Une “coopération concurrentielle”. C’est d’ailleurs comme cela qu’un ancien ministre qualifie la relation entre les deux hommes. Mais en sage qui mesure ses gestes et paroles, El Othmani ne fera jamais de l’ombre au chef. Après les résultats des législatives de 2007, en deçà des espérances du PJD, El Othmani cède la place à Benkirane, qui est enfin propulsé au poste de secrétaire général. “Benkirane a été choisi en 2008 parce qu’il convenait davantage à la situation. Il fallait un tribun capable de monter sur une estrade et affronter le projet du PAM. El Othmani n’en aurait pas été capable. Il avait accompli sa mission en sauvant le parti quand il était menacé de dissolution au lendemain du 16 mai 2003”, nous raconte un responsable du MUR. Dépassé par Benkirane, El Othmani ne fait pas de crise, et attend son heure.
La chèvre et le chou
Stoïque et fidèle ? Il y a de cela. Mais stratège aussi. “Il ne faisait partie ni du camp pro-20-février comme Ramid, ni de ceux qui étaient contre l’idée de manifester comme Baha et Benkirane”, nous explique la même source. “Cette prudence est souvent salvatrice, mais, parfois, ses tergiversations l’empêchent de trancher”, remarque-t-il. Est-il pour autant mou ? “Pas du tout”, conteste Noureddine Ahmed, ancien conseiller d’El Othmani du temps où il était ministre des Affaires étrangères : “C’est un diplomate de nature, il n’aime pas la confrontation mais il sait trancher quand il le faut”. “Il ne s’empresse jamais et prend toujours le temps avant de décider”, nous confirme Abdelaziz El Othmani, son ancien directeur de cabinet au parti entre 2007 et 2008. Mais tout le monde ne se rappelle pas du passage d’El Othmani comme une franche réussite. L’homme a commis des bourdes, tout diplomate qu’il est. La plus mémorable se passe lors d’une visite officielle au Koweït, où il assiste à un événement dans lequel sont présents les Frères musulmans.

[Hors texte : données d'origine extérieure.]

//! Storage capability traits.
//!
//! The engine never talks to a database directly. Each record shape has a
//! trait describing the operations the engine needs, including the atomic
//! compound operations the one-time-use guarantees rest on:
//!
//! - [`ClientStorage`] - read-only client registry lookup
//! - [`AuthRequestStorage`] - authorization requests, compare-and-swap on status
//! - [`AuthCodeStorage`] - authorization codes, atomic claim
//! - [`RefreshTokenStorage`] - refresh tokens, atomic rotate
//!
//! # Implementations
//!
//! - `deci-auth-memory` - in-process storage backed by `dashmap`
//!
//! Adapter errors should be reported as
//! [`AuthError::StorageUnavailable`](crate::AuthError::StorageUnavailable).
//! The engine wraps every call in [`with_timeout`], so an adapter that hangs
//! surfaces the same way.

pub mod auth_code;
pub mod auth_request;
pub mod client;
pub mod refresh_token;

#[cfg(test)]
pub(crate) mod testing;

use std::future::Future;
use std::time::Duration;

pub use auth_code::{AuthCodeStorage, CodeClaim};
pub use auth_request::AuthRequestStorage;
pub use client::ClientStorage;
pub use refresh_token::{RefreshClaim, RefreshTokenStorage};

use crate::{AuthError, AuthResult};

/// Runs a storage call with an upper bound on its duration.
///
/// # Errors
///
/// Returns `StorageUnavailable` when `limit` elapses, or the call's own error.
pub async fn with_timeout<T>(
    limit: Duration,
    operation: &'static str,
    call: impl Future<Output = AuthResult<T>>,
) -> AuthResult<T> {
    match tokio::time::timeout(limit, call).await {
        Ok(result) => result,
        Err(_) => {
            tracing::warn!(operation, timeout_ms = limit.as_millis() as u64, "Storage call timed out");
            Err(AuthError::storage_unavailable(format!(
                "{operation} timed out after {}ms",
                limit.as_millis()
            )))
        }
    }
}

#[cfg(test)]
mod tests {
    use super::*;

    #[tokio::test]
    async fn test_with_timeout_passes_result_through() {
        let value = with_timeout(Duration::from_secs(1), "get", async { Ok(7) })
            .await
            .unwrap();
        assert_eq!(value, 7);
    }

    #[tokio::test]
    async fn test_with_timeout_maps_elapsed_to_storage_unavailable() {
        let result: AuthResult<()> = with_timeout(Duration::from_millis(10), "get", async {
            tokio::time::sleep(Duration::from_secs(5)).await;
            Ok(())
        })
        .await;

        let err = result.unwrap_err();
        assert!(err.is_retryable());
        assert!(err.to_string().contains("get timed out"));
    }
}
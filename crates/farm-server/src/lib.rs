//! Ядро сервера учёта птицефабрики.

pub mod api;
pub mod config;
pub mod error;
pub mod repository;
pub mod seed;
pub mod services;

#[cfg(test)]
mod tests;

use api::AppState;
use config::ServerConfig;
use farm_migration::{Migrator, MigratorTrait};
use sea_orm::{Database, DatabaseConnection};
use std::net::SocketAddr;
use tokio::sync::watch;
use tracing::info;

/// Запустить сервер фермы.
pub async fn run(config: ServerConfig) -> anyhow::Result<()> {
    // 1. Подключение к БД
    info!("Подключение к базе данных: {}", config.db_url);
    let db: DatabaseConnection = Database::connect(&config.db_url).await?;

    // 2. Схема
    info!("Выполнение миграций...");
    Migrator::up(&db, None).await?;

    // 3. Начальные данные
    if config.seed {
        seed::seed_if_empty(&db).await?;
    }

    // 4. Маршрутизатор
    let app = api::build_router(AppState { db });

    // 5. Graceful shutdown
    let (shutdown_tx, shutdown_rx) = watch::channel(false);
    tokio::spawn(async move {
        tokio::signal::ctrl_c().await.ok();
        info!("Получен сигнал завершения, останавливаю сервер...");
        let _ = shutdown_tx.send(true);
    });

    // 6. Запуск сервера
    serve(&config, app, shutdown_rx).await?;

    info!("Сервер фермы остановлен");
    Ok(())
}

async fn serve(
    config: &ServerConfig,
    app: axum::Router,
    mut shutdown_rx: watch::Receiver<bool>,
) -> anyhow::Result<()> {
    let addr: SocketAddr = config.listen.parse()?;
    info!("Запуск HTTP сервера на {addr}");
    let listener = tokio::net::TcpListener::bind(addr).await?;
    axum::serve(listener, app)
        .with_graceful_shutdown(async move {
            while !*shutdown_rx.borrow_and_update() {
                if shutdown_rx.changed().await.is_err() {
                    break;
                }
            }
        })
        .await?;
    Ok(())
}
// ── HTTP интеграционные тесты ────────────────────────────────────────────────

mod integration {
    use super::*;
    use axum::body::Body;
    use axum::http::{Request, StatusCode};
    use serde_json::{json, Value};
    use tower::ServiceExt;

    async fn build_test_app() -> axum::Router {
        use crate::api::{build_router, AppState};

        let db = fixture_db().await;
        build_router(AppState { db })
    }

    async fn send(app: &axum::Router, request: Request<Body>) -> (StatusCode, Value) {
        let response = app.clone().oneshot(request).await.unwrap();
        let status = response.status();
        let bytes = axum::body::to_bytes(response.into_body(), usize::MAX)
            .await
            .unwrap();
        let body = if bytes.is_empty() {
            Value::Null
        } else {
            serde_json::from_slice(&bytes).unwrap_or(Value::Null)
        };
        (status, body)
    }

    async fn get(app: &axum::Router, uri: &str) -> (StatusCode, Value) {
        send(app, Request::builder().uri(uri).body(Body::empty()).unwrap()).await
    }

    async fn send_json(
        app: &axum::Router,
        method: &str,
        uri: &str,
        body: String,
    ) -> (StatusCode, Value) {
        send(
            app,
            Request::builder()
                .method(method)
                .uri(uri)
                .header("content-type", "application/json")
                .body(Body::from(body))
                .unwrap(),
        )
        .await
    }

    #[tokio::test]
    async fn test_health_check() {
        let app = build_test_app().await;

        let (status, body) = get(&app, "/api/health").await;

        assert_eq!(status, StatusCode::OK);
        assert_eq!(body["status"], "ok");
        assert_eq!(body["database"], true);
    }

    #[tokio::test]
    async fn test_most_productive_and_low_productivity_reports() {
        let app = build_test_app().await;

        let (status, body) = get(&app, "/api/reports/most-productive-chicken").await;
        assert_eq!(status, StatusCode::OK);
        assert_eq!(body["chicken_id"], 1);
        assert_eq!(body["cage_id"], 1);
        assert_eq!(body["cage_number"], 1);
        assert_eq!(body["egg_per_month"], 25);

        let (status, body) = get(&app, "/api/reports/low-productivity-chickens").await;
        assert_eq!(status, StatusCode::OK);
        let low = body.as_array().unwrap();
        assert_eq!(low.len(), 1);
        assert_eq!(low[0]["cage_id"], 2);
        assert_eq!(low[0]["egg_per_month"], 22);

        let (status, body) = get(&app, "/api/chickens/most-productive").await;
        assert_eq!(status, StatusCode::OK);
        assert_eq!(body["id"], 1);
    }

    #[tokio::test]
    async fn test_create_employee_with_repeated_cage() {
        let app = build_test_app().await;

        let (status, body) = send_json(
            &app,
            "POST",
            "/api/employees",
            json!({
                "full_name": "Дубль",
                "passport_data": "3456 789012",
                "salary": 1.0,
                "cages": [1, 1]
            })
            .to_string(),
        )
        .await;
        assert_eq!(status, StatusCode::CREATED);
        assert_eq!(body["cages"], json!([1]));

        let id = body["id"].as_i64().unwrap();
        let (status, body) = get(&app, &format!("/api/employees/{id}/chicken-count")).await;
        assert_eq!(status, StatusCode::OK);
        assert_eq!(body["chicken_count"], 1);
    }

    #[tokio::test]
    async fn test_create_employee_with_free_cage() {
        let app = build_test_app().await;

        let (status, body) = send_json(
            &app,
            "POST",
            "/api/employees",
            json!({
                "full_name": "Сидоров Сидор Сидорович",
                "passport_data": "3456 789012",
                "salary": 40000.0,
                "cages": [3]
            })
            .to_string(),
        )
        .await;

        assert_eq!(status, StatusCode::CREATED);
        assert_eq!(body["cages"], json!([3]));
        assert_eq!(body["full_name"], "Сидоров Сидор Сидорович");

        let (_, body) = get(&app, &format!("/api/employees/{}", body["id"])).await;
        assert_eq!(body["cages"], json!([3]));
    }

    #[tokio::test]
    async fn test_create_employee_with_missing_cage_is_server_error() {
        let app = build_test_app().await;

        let (status, body) = send_json(
            &app,
            "POST",
            "/api/employees",
            json!({
                "full_name": "Сидоров Сидор Сидорович",
                "passport_data": "3456 789012",
                "salary": 40000.0,
                "cages": [999]
            })
            .to_string(),
        )
        .await;

        assert_eq!(status, StatusCode::INTERNAL_SERVER_ERROR);
        assert!(body["error"].as_str().unwrap().contains("999"));

        let (_, body) = get(&app, "/api/employees").await;
        assert_eq!(body.as_array().unwrap().len(), 2);
    }

    #[tokio::test]
    async fn test_chicken_crud_over_http() {
        let app = build_test_app().await;

        let (status, created) = send_json(
            &app,
            "POST",
            "/api/chickens",
            json!({
                "cage_id": 3,
                "weight": 2.8,
                "age": 15,
                "egg_per_month": 28,
                "breed": "Нью-Гемпшир"
            })
            .to_string(),
        )
        .await;
        assert_eq!(status, StatusCode::CREATED);
        let id = created["id"].as_i64().unwrap();

        let (status, updated) = send_json(
            &app,
            "PUT",
            &format!("/api/chickens/{id}"),
            json!({
                "cage_id": 3,
                "weight": 3.1,
                "age": 16,
                "egg_per_month": 27,
                "breed": "Нью-Гемпшир"
            })
            .to_string(),
        )
        .await;
        assert_eq!(status, StatusCode::OK);
        assert_eq!(updated["weight"], 3.1);

        let (status, _) = send(
            &app,
            Request::builder()
                .method("DELETE")
                .uri(format!("/api/chickens/{id}"))
                .body(Body::empty())
                .unwrap(),
        )
        .await;
        assert_eq!(status, StatusCode::OK);

        let (status, body) = get(&app, &format!("/api/chickens/{id}")).await;
        assert_eq!(status, StatusCode::NOT_FOUND);
        assert!(body["error"].is_string());
    }

    #[tokio::test]
    async fn test_create_chicken_in_occupied_cage_is_server_error() {
        let app = build_test_app().await;

        let (status, body) = send_json(
            &app,
            "POST",
            "/api/chickens",
            json!({ "cage_id": 1, "weight": 2.0, "age": 10, "egg_per_month": 20, "breed": "Брама" })
                .to_string(),
        )
        .await;

        assert_eq!(status, StatusCode::INTERNAL_SERVER_ERROR);
        assert!(body["error"].as_str().unwrap().contains("занята"));
    }

    #[tokio::test]
    async fn test_bad_input_is_bad_request() {
        let app = build_test_app().await;

        let (status, _) = get(&app, "/api/chickens/abc").await;
        assert_eq!(status, StatusCode::BAD_REQUEST);

        let (status, _) = send_json(&app, "POST", "/api/chickens", "{ не json".to_string()).await;
        assert_eq!(status, StatusCode::BAD_REQUEST);

        let (status, _) = get(&app, "/api/chickens/avg-eggs?age=12").await;
        assert_eq!(status, StatusCode::BAD_REQUEST);

        let (status, _) = get(&app, "/api/chickens/avg-eggs?weight=heavy&age=12").await;
        assert_eq!(status, StatusCode::BAD_REQUEST);

        let (status, body) = get(&app, "/api/reports/egg-stats?start_date=2024-01-01").await;
        assert_eq!(status, StatusCode::BAD_REQUEST);
        assert!(body["error"].as_str().unwrap().contains("end_date"));

        let (status, _) = get(&app, "/api/employees/egg-counts").await;
        assert_eq!(status, StatusCode::BAD_REQUEST);

        let (status, _) = get(&app, "/api/employees/1/egg-count?end_date=2024-01-31").await;
        assert_eq!(status, StatusCode::BAD_REQUEST);
    }

    #[tokio::test]
    async fn test_avg_eggs_over_http() {
        let app = build_test_app().await;

        let (status, body) = get(&app, "/api/chickens/avg-eggs?weight=2.5&age=12").await;
        assert_eq!(status, StatusCode::OK);
        assert_eq!(body["avg_eggs"], 25.0);
        assert_eq!(body["weight"], 2.5);
        assert_eq!(body["age"], 12);

        let (status, body) = get(&app, "/api/chickens/avg-eggs?weight=9.9&age=1").await;
        assert_eq!(status, StatusCode::OK);
        assert!(body["avg_eggs"].is_null());
    }

    #[tokio::test]
    async fn test_list_chickens_by_weight_and_age() {
        let app = build_test_app().await;

        let (status, body) = get(&app, "/api/chickens").await;
        assert_eq!(status, StatusCode::OK);
        assert_eq!(body.as_array().unwrap().len(), 2);

        let (status, body) = get(&app, "/api/chickens?weight=3.0&age=18").await;
        assert_eq!(status, StatusCode::OK);
        let found = body.as_array().unwrap();
        assert_eq!(found.len(), 1);
        assert_eq!(found[0]["breed"], "Род-Айленд");

        let (status, _) = get(&app, "/api/chickens?weight=3.0").await;
        assert_eq!(status, StatusCode::BAD_REQUEST);
    }

    #[tokio::test]
    async fn test_all_employee_counts_include_zeros() {
        let app = build_test_app().await;
        send_json(
            &app,
            "POST",
            "/api/employees",
            json!({
                "full_name": "Сидоров",
                "passport_data": "3456 789012",
                "salary": 1.0,
                "cages": []
            })
            .to_string(),
        )
        .await;
        send_json(
            &app,
            "POST",
            "/api/farm-records",
            json!({ "date": "2024-01-10", "cage_id": 1, "chicken_id": 1, "has_egg": true })
                .to_string(),
        )
        .await;

        let (status, body) = get(&app, "/api/employees/chicken-counts").await;
        assert_eq!(status, StatusCode::OK);
        assert_eq!(body["counts"], json!({ "1": 1, "2": 1, "3": 0 }));

        let (status, body) = get(
            &app,
            "/api/employees/egg-counts?start_date=2024-01-01&end_date=2024-01-31",
        )
        .await;
        assert_eq!(status, StatusCode::OK);
        assert_eq!(body["counts"], json!({ "1": 1, "2": 0, "3": 0 }));
        assert_eq!(body["start_date"], "2024-01-01");

        let (status, body) = get(
            &app,
            "/api/reports/employee-egg-stats?start_date=2024-01-01&end_date=2024-01-31",
        )
        .await;
        assert_eq!(status, StatusCode::OK);
        assert_eq!(body["stats"].as_array().unwrap().len(), 3);

        let (status, body) = get(&app, "/api/reports/employee-chicken-counts").await;
        assert_eq!(status, StatusCode::OK);
        assert_eq!(body[2]["chicken_count"], 0);

        let (status, body) = get(
            &app,
            "/api/reports/egg-stats?start_date=2024-01-01&end_date=2024-01-31",
        )
        .await;
        assert_eq!(status, StatusCode::OK);
        assert_eq!(body["total_eggs"], 1);
        assert_eq!(body["total_cost"], DEFAULT_EGG_PRICE);
    }

    #[tokio::test]
    async fn test_employee_not_found_over_http() {
        let app = build_test_app().await;

        let (status, _) = get(&app, "/api/employees/42").await;
        assert_eq!(status, StatusCode::NOT_FOUND);

        let (status, _) = get(&app, "/api/employees/42/chicken-count").await;
        assert_eq!(status, StatusCode::NOT_FOUND);

        let (status, body) = get(&app, "/api/employees/1/chicken-count").await;
        assert_eq!(status, StatusCode::OK);
        assert_eq!(body, json!({ "employee_id": 1, "chicken_count": 1 }));
    }

    #[tokio::test]
    async fn test_cages_and_config_over_http() {
        let app = build_test_app().await;

        let (status, body) = get(&app, "/api/cages/empty").await;
        assert_eq!(status, StatusCode::OK);
        assert_eq!(body.as_array().unwrap().len(), 1);
        assert_eq!(body[0]["number"], 3);

        let (status, body) =
            send_json(&app, "POST", "/api/cages", json!({ "number": 4 }).to_string()).await;
        assert_eq!(status, StatusCode::CREATED);
        assert_eq!(body["number"], 4);

        let (status, _) = get(&app, "/api/cages/77").await;
        assert_eq!(status, StatusCode::INTERNAL_SERVER_ERROR);

        let (status, _) = get(&app, "/api/config/egg_price").await;
        assert_eq!(status, StatusCode::NOT_FOUND);

        let (status, _) = send_json(
            &app,
            "PUT",
            "/api/config/egg_price",
            json!({ "value": "15" }).to_string(),
        )
        .await;
        assert_eq!(status, StatusCode::OK);

        let (status, body) = get(&app, "/api/config/egg_price").await;
        assert_eq!(status, StatusCode::OK);
        assert_eq!(body, json!({ "key": "egg_price", "value": "15" }));
    }
}
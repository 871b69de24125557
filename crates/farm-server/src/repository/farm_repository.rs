//! Хранилище фермы: журнал яйценоскости, клетки и параметры конфигурации.

use super::{chicken_repository, now, DateRange};
use farm_entities::cages::{self, Entity as CageEntity};
use farm_entities::config_params::{self, Entity as ConfigEntity};
use farm_entities::farm_records::{self, Entity as FarmRecordEntity};
use sea_orm::sea_query::Expr;
use sea_orm::{
    ActiveModelTrait, ActiveValue::Set, ColumnTrait, ConnectionTrait, DbErr, EntityTrait,
    PaginatorTrait, QueryFilter, QueryOrder, QuerySelect,
};
use serde::{Deserialize, Serialize};

/// Ключ параметра с ценой одного яйца.
pub const EGG_PRICE_KEY: &str = "egg_price";

/// Цена яйца, если параметр не задан или не разбирается как число.
pub const DEFAULT_EGG_PRICE: f64 = 10.0;

/// Запись журнала без служебных полей.
#[derive(Debug, Clone, Default, PartialEq, Serialize, Deserialize)]
#[serde(default)]
pub struct FarmRecordData {
    pub date: String,
    pub cage_id: i32,
    pub chicken_id: i32,
    pub has_egg: bool,
}

// ── Журнал ──────────────────────────────────────────────────────────────────

pub async fn create_record<C: ConnectionTrait>(
    db: &C,
    data: FarmRecordData,
) -> Result<farm_records::Model, DbErr> {
    let now = now();
    farm_records::ActiveModel {
        date: Set(data.date),
        cage_id: Set(data.cage_id),
        chicken_id: Set(data.chicken_id),
        has_egg: Set(data.has_egg),
        created_at: Set(now.clone()),
        updated_at: Set(now),
        ..Default::default()
    }
    .insert(db)
    .await
}

pub async fn find_record<C: ConnectionTrait>(
    db: &C,
    id: i32,
) -> Result<Option<farm_records::Model>, DbErr> {
    FarmRecordEntity::find_by_id(id).one(db).await
}

pub async fn find_records_by_date_range<C: ConnectionTrait>(
    db: &C,
    range: &DateRange,
) -> Result<Vec<farm_records::Model>, DbErr> {
    FarmRecordEntity::find()
        .filter(range.record_dates())
        .order_by_asc(farm_records::Column::Date)
        .order_by_asc(farm_records::Column::Id)
        .all(db)
        .await
}

pub async fn find_records_by_chicken<C: ConnectionTrait>(
    db: &C,
    chicken_id: i32,
) -> Result<Vec<farm_records::Model>, DbErr> {
    FarmRecordEntity::find()
        .filter(farm_records::Column::ChickenId.eq(chicken_id))
        .order_by_asc(farm_records::Column::Date)
        .order_by_asc(farm_records::Column::Id)
        .all(db)
        .await
}

pub async fn update_record<C: ConnectionTrait>(
    db: &C,
    id: i32,
    data: FarmRecordData,
) -> Result<farm_records::Model, DbErr> {
    farm_records::ActiveModel {
        id: Set(id),
        date: Set(data.date),
        cage_id: Set(data.cage_id),
        chicken_id: Set(data.chicken_id),
        has_egg: Set(data.has_egg),
        updated_at: Set(now()),
        ..Default::default()
    }
    .update(db)
    .await
}

pub async fn delete_record<C: ConnectionTrait>(db: &C, id: i32) -> Result<u64, DbErr> {
    let res = FarmRecordEntity::delete_by_id(id).exec(db).await?;
    Ok(res.rows_affected)
}

/// Сколько яиц снесено за период (по всей ферме).
pub async fn egg_count_by_date_range<C: ConnectionTrait>(
    db: &C,
    range: &DateRange,
) -> Result<u64, DbErr> {
    FarmRecordEntity::find()
        .filter(range.record_dates())
        .filter(farm_records::Column::HasEgg.eq(true))
        .count(db)
        .await
}

/// Стоимость яиц за период: количество × цена яйца.
pub async fn total_egg_cost<C: ConnectionTrait>(db: &C, range: &DateRange) -> Result<f64, DbErr> {
    let count = egg_count_by_date_range(db, range).await?;
    let price = egg_price(db).await?;
    Ok(count as f64 * price)
}

/// Клетка, в которой снесено больше всего яиц за всё время.
pub async fn cage_with_most_eggs<C: ConnectionTrait>(db: &C) -> Result<Option<i32>, DbErr> {
    let row: Option<(i32, i64)> = FarmRecordEntity::find()
        .select_only()
        .column(farm_records::Column::CageId)
        .column_as(Expr::col(farm_records::Column::Id).count(), "egg_count")
        .filter(farm_records::Column::HasEgg.eq(true))
        .group_by(farm_records::Column::CageId)
        .order_by_desc(Expr::cust("egg_count"))
        .order_by_asc(farm_records::Column::CageId)
        .into_tuple()
        .one(db)
        .await?;

    Ok(row.map(|(cage_id, _)| cage_id))
}

// ── Клетки ──────────────────────────────────────────────────────────────────

pub async fn create_cage<C: ConnectionTrait>(db: &C, number: i32) -> Result<cages::Model, DbErr> {
    let now = now();
    cages::ActiveModel {
        number: Set(number),
        created_at: Set(now.clone()),
        updated_at: Set(now),
        ..Default::default()
    }
    .insert(db)
    .await
}

pub async fn find_cage<C: ConnectionTrait>(
    db: &C,
    id: i32,
) -> Result<Option<cages::Model>, DbErr> {
    CageEntity::find_by_id(id).one(db).await
}

pub async fn find_all_cages<C: ConnectionTrait>(db: &C) -> Result<Vec<cages::Model>, DbErr> {
    CageEntity::find()
        .order_by_asc(cages::Column::Id)
        .all(db)
        .await
}

pub async fn count_cages<C: ConnectionTrait>(db: &C) -> Result<u64, DbErr> {
    CageEntity::find().count(db).await
}

/// Клетки, в которых нет ни одной курицы.
///
/// Оба списка идентификаторов вычитываются целиком и сравниваются в памяти.
pub async fn find_empty_cages<C: ConnectionTrait>(db: &C) -> Result<Vec<cages::Model>, DbErr> {
    let all_ids: Vec<i32> = CageEntity::find()
        .select_only()
        .column(cages::Column::Id)
        .into_tuple()
        .all(db)
        .await?;
    let occupied = chicken_repository::occupied_cage_ids(db).await?;

    let empty_ids: Vec<i32> = all_ids
        .into_iter()
        .filter(|id| !occupied.contains(id))
        .collect();
    if empty_ids.is_empty() {
        return Ok(Vec::new());
    }

    CageEntity::find()
        .filter(cages::Column::Id.is_in(empty_ids))
        .order_by_asc(cages::Column::Id)
        .all(db)
        .await
}

// ── Параметры конфигурации ──────────────────────────────────────────────────

pub async fn get_config<C: ConnectionTrait>(db: &C, key: &str) -> Result<Option<String>, DbErr> {
    let param = ConfigEntity::find()
        .filter(config_params::Column::Key.eq(key))
        .one(db)
        .await?;
    Ok(param.map(|p| p.value))
}

/// Записать параметр: создать, если его нет, иначе перезаписать значение.
pub async fn set_config<C: ConnectionTrait>(
    db: &C,
    key: &str,
    value: &str,
) -> Result<config_params::Model, DbErr> {
    let now = now();
    let existing = ConfigEntity::find()
        .filter(config_params::Column::Key.eq(key))
        .one(db)
        .await?;

    if let Some(record) = existing {
        let mut model: config_params::ActiveModel = record.into();
        model.value = Set(value.to_string());
        model.updated_at = Set(now);
        model.update(db).await
    } else {
        config_params::ActiveModel {
            key: Set(key.to_string()),
            value: Set(value.to_string()),
            created_at: Set(now.clone()),
            updated_at: Set(now),
            ..Default::default()
        }
        .insert(db)
        .await
    }
}

/// Текущая цена яйца из параметра `egg_price`.
pub async fn egg_price<C: ConnectionTrait>(db: &C) -> Result<f64, DbErr> {
    let price = get_config(db, EGG_PRICE_KEY)
        .await?
        .and_then(|v| v.trim().parse::<f64>().ok())
        .unwrap_or(DEFAULT_EGG_PRICE);
    Ok(price)
}
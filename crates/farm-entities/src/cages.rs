//! Entity для таблицы cages.

use sea_orm::entity::prelude::*;
use serde::{Deserialize, Serialize};

#[derive(Clone, Debug, PartialEq, DeriveEntityModel, Serialize, Deserialize)]
#[sea_orm(table_name = "cages")]
pub struct Model {
    #[sea_orm(primary_key)]
    pub id: i32,

    /// Номер клетки на ферме
    #[sea_orm(unique)]
    pub number: i32,

    /// Время создания (ISO-8601)
    pub created_at: String,

    /// Время последнего изменения (ISO-8601)
    pub updated_at: String,
}

#[derive(Copy, Clone, Debug, EnumIter, DeriveRelation)]
pub enum Relation {
    #[sea_orm(has_many = "super::chickens::Entity")]
    Chickens,
    #[sea_orm(has_many = "super::farm_records::Entity")]
    FarmRecords,
    #[sea_orm(has_many = "super::employee_cages::Entity")]
    EmployeeCages,
}

impl Related<super::chickens::Entity> for Entity {
    fn to() -> RelationDef {
        Relation::Chickens.def()
    }
}

impl Related<super::farm_records::Entity> for Entity {
    fn to() -> RelationDef {
        Relation::FarmRecords.def()
    }
}

impl Related<super::employee_cages::Entity> for Entity {
    fn to() -> RelationDef {
        Relation::EmployeeCages.def()
    }
}

impl ActiveModelBehavior for ActiveModel {}
//! Сервис работников: закрепление клеток и показатели по работнику.

use super::ensure_cage_exists;
use crate::error::AppError;
use crate::repository::employee_repository::{self, Employee, EmployeeData};
use crate::repository::DateRange;
use sea_orm::{ConnectionTrait, DatabaseConnection, TransactionTrait};
use std::collections::BTreeMap;

/// Добавить работника. Все его клетки должны существовать.
///
/// Одну клетку могут обслуживать несколько работников.
pub async fn create_employee(
    db: &DatabaseConnection,
    data: EmployeeData,
) -> Result<Employee, AppError> {
    let txn = db.begin().await?;

    ensure_cages_exist(&txn, &data.cages).await?;
    let employee = employee_repository::create(&txn, data).await?;
    txn.commit().await?;

    tracing::info!(
        "Работник {} добавлен, клетки: {:?}",
        employee.id,
        employee.cages
    );
    Ok(employee)
}

/// Перезаписать работника и весь набор его клеток.
pub async fn update_employee(
    db: &DatabaseConnection,
    id: i32,
    data: EmployeeData,
) -> Result<Employee, AppError> {
    let txn = db.begin().await?;

    ensure_employee_exists(&txn, id).await?;
    ensure_cages_exist(&txn, &data.cages).await?;
    let employee = employee_repository::update(&txn, id, data).await?;
    txn.commit().await?;

    tracing::info!("Работник {id} обновлён, клетки: {:?}", employee.cages);
    Ok(employee)
}

pub async fn delete_employee(db: &DatabaseConnection, id: i32) -> Result<(), AppError> {
    ensure_employee_exists(db, id).await?;

    employee_repository::delete(db, id).await?;
    tracing::info!("Работник {id} удалён");
    Ok(())
}

pub async fn get_employee(db: &DatabaseConnection, id: i32) -> Result<Employee, AppError> {
    ensure_employee_exists(db, id).await
}

pub async fn list_employees(db: &DatabaseConnection) -> Result<Vec<Employee>, AppError> {
    Ok(employee_repository::find_all(db).await?)
}

pub async fn employee_chicken_count(db: &DatabaseConnection, id: i32) -> Result<u64, AppError> {
    ensure_employee_exists(db, id).await?;
    Ok(employee_repository::chicken_count(db, id).await?)
}

pub async fn employee_egg_count(
    db: &DatabaseConnection,
    id: i32,
    range: &DateRange,
) -> Result<u64, AppError> {
    ensure_employee_exists(db, id).await?;
    Ok(employee_repository::egg_count(db, id, range).await?)
}

/// Количество кур по работникам, только для тех, у кого они есть.
pub async fn all_employee_chicken_counts(
    db: &DatabaseConnection,
) -> Result<BTreeMap<i32, u64>, AppError> {
    Ok(employee_repository::all_chicken_counts(db).await?)
}

/// Количество яиц за период по работникам, только для тех, у кого они есть.
pub async fn all_employee_egg_counts(
    db: &DatabaseConnection,
    range: &DateRange,
) -> Result<BTreeMap<i32, u64>, AppError> {
    Ok(employee_repository::all_egg_counts(db, range).await?)
}

async fn ensure_employee_exists<C: ConnectionTrait>(db: &C, id: i32) -> Result<Employee, AppError> {
    employee_repository::find_by_id(db, id)
        .await?
        .ok_or(AppError::EmployeeNotFound(id))
}

async fn ensure_cages_exist<C: ConnectionTrait>(db: &C, cages: &[i32]) -> Result<(), AppError> {
    for &cage_id in cages {
        ensure_cage_exists(db, cage_id).await?;
    }
    Ok(())
}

Une initiative qui a irrité ce pays du Conseil de coopération du Golfe et allié du Maroc. Une source au PJD soutient que cette visite a été instrumentalisée et que rien ne s’est fait sans l’aval des autorités. En 2016, à l’issue de sa visite en Algérie, il accorde une interview au journal Achark Al Awsat où il affirme que l’Algérie privilégie “une approche globale pour traiter tous les dossiers dans le cadre d’un dialogue direct”. Il ajoute qu’il ne connaît pas les raisons de la fermeture de la frontière maroco-algérienne et que s’il les connaissait vraiment, il se dépêcherait de les résoudre. Des déclarations qui lui ont valu d’être tancé par une partie de la presse marocaine, jugeant ses propos dommageables pour les intérêts du royaume.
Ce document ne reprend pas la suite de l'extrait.